__Work order__. Print each entry below precisely as shown.

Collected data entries
%%
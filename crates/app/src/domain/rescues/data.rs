//! Rescue Request Data

use jiff::Timestamp;
use reprieve::{CascadeStage, OfferTotals, RescueStatus};

use crate::domain::{
    collectors::records::CollectorUuid,
    locations::records::LocationUuid,
    rescues::records::{RescueRequestItems, RescueRequestUuid},
};

/// New Rescue Request Data
#[derive(Debug, Clone, PartialEq, Eq)]
pub struct NewRescueRequest {
    pub uuid: RescueRequestUuid,
    pub location_uuid: LocationUuid,
    pub stage: CascadeStage,
    pub days_until_expiration: i32,
    pub items: RescueRequestItems,
    pub totals: OfferTotals,
}

/// A collector's attempt to accept a pending offer.
#[derive(Debug, Clone, Copy, PartialEq, Eq)]
pub struct Claim {
    pub collector_uuid: CollectorUuid,

    /// Must lie in the future when the claim is made.
    pub scheduled_pickup_at: Timestamp,
}

/// Narrows a listing. Unset fields match everything.
#[derive(Debug, Clone, Copy, Default, PartialEq, Eq)]
pub struct RescueRequestFilter {
    pub location_uuid: Option<LocationUuid>,
    pub collector_uuid: Option<CollectorUuid>,
    pub status: Option<RescueStatus>,
}
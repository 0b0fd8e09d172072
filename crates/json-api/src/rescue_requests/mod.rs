//! Rescue Requests

mod errors;
mod handlers;
mod models;

pub(crate) use handlers::*;
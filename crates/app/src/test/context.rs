//! Test context for service-level integration tests.

use std::time::Duration;

use crate::{
    database::Db,
    domain::{
        cascade::PgCascadeService,
        collectors::{
            CollectorsService, CollectorsServiceError, PgCollectorsService,
            data::NewCollector,
            records::CollectorUuid,
        },
        items::PgItemsService,
        locations::{
            LocationsService, PgLocationsService, data::NewLocation, records::LocationUuid,
        },
        rescues::PgRescueRequestsService,
    },
};

use super::db::TestDb;

pub(crate) const TEST_CLAIM_TIMEOUT: Duration = Duration::from_secs(5);

pub struct TestContext {
    pub db: TestDb,
    pub location_uuid: LocationUuid,
    pub locations: PgLocationsService,
    pub collectors: PgCollectorsService,
    pub items: PgItemsService,
    pub cascade: PgCascadeService,
    pub rescues: PgRescueRequestsService,
}

impl TestContext {
    pub async fn new() -> Self {
        let test_db = TestDb::new().await;
        let db = Db::new(test_db.pool().clone());

        let locations = PgLocationsService::new(db.clone());
        let location_uuid = LocationUuid::new();

        locations
            .create_location(NewLocation {
                uuid: location_uuid,
                name: "Test Location".to_string(),
            })
            .await
            .expect("Failed to create default test location");

        Self {
            location_uuid,
            locations,
            collectors: PgCollectorsService::new(db.clone()),
            items: PgItemsService::new(db.clone()),
            cascade: PgCascadeService::new(db.clone()),
            rescues: PgRescueRequestsService::new(db, TEST_CLAIM_TIMEOUT),
            db: test_db,
        }
    }

    /// Create an additional location, e.g. to check that cascades stay scoped.
    pub async fn create_location(&self, name: &str) -> LocationUuid {
        let uuid = LocationUuid::new();

        self.locations
            .create_location(NewLocation {
                uuid,
                name: name.to_string(),
            })
            .await
            .expect("Failed to create test location");

        uuid
    }

    pub async fn create_collector(
        &self,
        name: &str,
    ) -> Result<CollectorUuid, CollectorsServiceError> {
        let uuid = CollectorUuid::new();

        self.collectors
            .create_collector(NewCollector {
                uuid,
                name: name.to_string(),
            })
            .await?;

        Ok(uuid)
    }
}
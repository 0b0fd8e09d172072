//! Locations Repository

use jiff_sqlx::Timestamp as SqlxTimestamp;
use sqlx::{FromRow, Postgres, Row, Transaction, postgres::PgRow, query_as};

use crate::domain::locations::{
    data::NewLocation,
    records::{LocationRecord, LocationUuid},
};

const CREATE_LOCATION_SQL: &str = include_str!("sql/create_location.sql");
const GET_LOCATION_SQL: &str = include_str!("sql/get_location.sql");

#[derive(Debug, Clone, Default)]
pub(crate) struct PgLocationsRepository;

impl PgLocationsRepository {
    #[must_use]
    pub(crate) fn new() -> Self {
        Self
    }

    pub(crate) async fn create_location(
        &self,
        tx: &mut Transaction<'_, Postgres>,
        location: NewLocation,
    ) -> Result<LocationRecord, sqlx::Error> {
        query_as::<Postgres, LocationRecord>(CREATE_LOCATION_SQL)
            .bind(location.uuid.into_uuid())
            .bind(location.name)
            .fetch_one(&mut **tx)
            .await
    }

    pub(crate) async fn get_location(
        &self,
        tx: &mut Transaction<'_, Postgres>,
        location: LocationUuid,
    ) -> Result<LocationRecord, sqlx::Error> {
        query_as::<Postgres, LocationRecord>(GET_LOCATION_SQL)
            .bind(location.into_uuid())
            .fetch_one(&mut **tx)
            .await
    }
}

impl<'r> FromRow<'r, PgRow> for LocationRecord {
    fn from_row(row: &'r PgRow) -> sqlx::Result<Self> {
        Ok(Self {
            uuid: LocationUuid::from_uuid(row.try_get("uuid")?),
            name: row.try_get("name")?,
            created_at: row.try_get::<SqlxTimestamp, _>("created_at")?.to_jiff(),
            updated_at: row.try_get::<SqlxTimestamp, _>("updated_at")?.to_jiff(),
            deleted_at: row
                .try_get::<Option<SqlxTimestamp>, _>("deleted_at")?
                .map(SqlxTimestamp::to_jiff),
        })
    }
}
%%
__Result of the exercise__.
filename crates/app/src/domain/rescues/data.rs
//! Rescue Request Data

use jiff::Timestamp;
use reprieve::{CascadeStage, OfferTotals, RescueStatus};

use crate::domain::{
    collectors::records::CollectorUuid,
    locations::records::LocationUuid,
    rescues::records::{RescueRequestItems, RescueRequestUuid},
};

/// New Rescue Request Data
#[derive(Debug, Clone, PartialEq, Eq)]
pub struct NewRescueRequest {
    pub uuid: RescueRequestUuid,
    pub location_uuid: LocationUuid,
    pub stage: CascadeStage,
    pub days_until_expiration: i32,
    pub items: RescueRequestItems,
    pub totals: OfferTotals,
}

/// A collector's attempt to accept a pending offer.
#[derive(Debug, Clone, Copy, PartialEq, Eq)]
pub struct Claim {
    pub collector_uuid: CollectorUuid,

    /// Must lie in the future when the claim is made.
    pub scheduled_pickup_at: Timestamp,
}

/// Narrows a listing. Unset fields match everything.
#[derive(Debug, Clone, Copy, Default, PartialEq, Eq)]
pub struct RescueRequestFilter {
    pub location_uuid: Option<LocationUuid>,
    pub collector_uuid: Option<CollectorUuid>,
    pub status: Option<RescueStatus>,
}
repository 0b0fd8e09d172072
filename crates/json-api/src/rescue_requests/mod.rs
//! Rescue Requests

mod errors;
mod handlers;
mod models;

pub(crate) use handlers::*;
filename crates/app/src/test/context.rs
//! Test context for service-level integration tests.

use std::time::Duration;

use crate::{
    database::Db,
    domain::{
        cascade::PgCascadeService,
        collectors::{
            CollectorsService, CollectorsServiceError, PgCollectorsService,
            data::NewCollector,
            records::CollectorUuid,
        },
        items::PgItemsService,
        locations::{
            LocationsService, PgLocationsService, data::NewLocation, records::LocationUuid,
        },
        rescues::PgRescueRequestsService,
    },
};

use super::db::TestDb;

pub(crate) const TEST_CLAIM_TIMEOUT: Duration = Duration::from_secs(5);

pub struct TestContext {
    pub db: TestDb,
    pub location_uuid: LocationUuid,
    pub locations: PgLocationsService,
    pub collectors: PgCollectorsService,
    pub items: PgItemsService,
    pub cascade: PgCascadeService,
    pub rescues: PgRescueRequestsService,
}

impl TestContext {
    pub async fn new() -> Self {
        let test_db = TestDb::new().await;
        let db = Db::new(test_db.pool().clone());

        let locations = PgLocationsService::new(db.clone());
        let location_uuid = LocationUuid::new();

        locations
            .create_location(NewLocation {
                uuid: location_uuid,
                name: "Test Location".to_string(),
            })
            .await
            .expect("Failed to create default test location");

        Self {
            location_uuid,
            locations,
            collectors: PgCollectorsService::new(db.clone()),
            items: PgItemsService::new(db.clone()),
            cascade: PgCascadeService::new(db.clone()),
            rescues: PgRescueRequestsService::new(db, TEST_CLAIM_TIMEOUT),
            db: test_db,
        }
    }

    /// Create an additional location, e.g. to check that cascades stay scoped.
    pub async fn create_location(&self, name: &str) -> LocationUuid {
        let uuid = LocationUuid::new();

        self.locations
            .create_location(NewLocation {
                uuid,
                name: name.to_string(),
            })
            .await
            .expect("Failed to create test location");

        uuid
    }

    pub async fn create_collector(
        &self,
        name: &str,
    ) -> Result<CollectorUuid, CollectorsServiceError> {
        let uuid = CollectorUuid::new();

        self.collectors
            .create_collector(NewCollector {
                uuid,
                name: name.to_string(),
            })
            .await?;

        Ok(uuid)
    }
}
repository 0b0fd8e09d172072
//! Locations Repository

use jiff_sqlx::Timestamp as SqlxTimestamp;
use sqlx::{FromRow, Postgres, Row, Transaction, postgres::PgRow, query_as};

use crate::domain::locations::{
    data::NewLocation,
    records::{LocationRecord, LocationUuid},
};

const CREATE_LOCATION_SQL: &str = include_str!("sql/create_location.sql");
const GET_LOCATION_SQL: &str = include_str!("sql/get_location.sql");

#[derive(Debug, Clone, Default)]
pub(crate) struct PgLocationsRepository;

impl PgLocationsRepository {
    #[must_use]
    pub(crate) fn new() -> Self {
        Self
    }

    pub(crate) async fn create_location(
        &self,
        tx: &mut Transaction<'_, Postgres>,
        location: NewLocation,
    ) -> Result<LocationRecord, sqlx::Error> {
        query_as::<Postgres, LocationRecord>(CREATE_LOCATION_SQL)
            .bind(location.uuid.into_uuid())
            .bind(location.name)
            .fetch_one(&mut **tx)
            .await
    }

    pub(crate) async fn get_location(
        &self,
        tx: &mut Transaction<'_, Postgres>,
        location: LocationUuid,
    ) -> Result<LocationRecord, sqlx::Error> {
        query_as::<Postgres, LocationRecord>(GET_LOCATION_SQL)
            .bind(location.into_uuid())
            .fetch_one(&mut **tx)
            .await
    }
}

impl<'r> FromRow<'r, PgRow> for LocationRecord {
    fn from_row(row: &'r PgRow) -> sqlx::Result<Self> {
        Ok(Self {
            uuid: LocationUuid::from_uuid(row.try_get("uuid")?),
            name: row.try_get("name")?,
            created_at: row.try_get::<SqlxTimestamp, _>("created_at")?.to_jiff(),
            updated_at: row.try_get::<SqlxTimestamp, _>("updated_at")?.to_jiff(),
            deleted_at: row
                .try_get::<Option<SqlxTimestamp>, _>("deleted_at")?
                .map(SqlxTimestamp::to_jiff),
        })
    }
}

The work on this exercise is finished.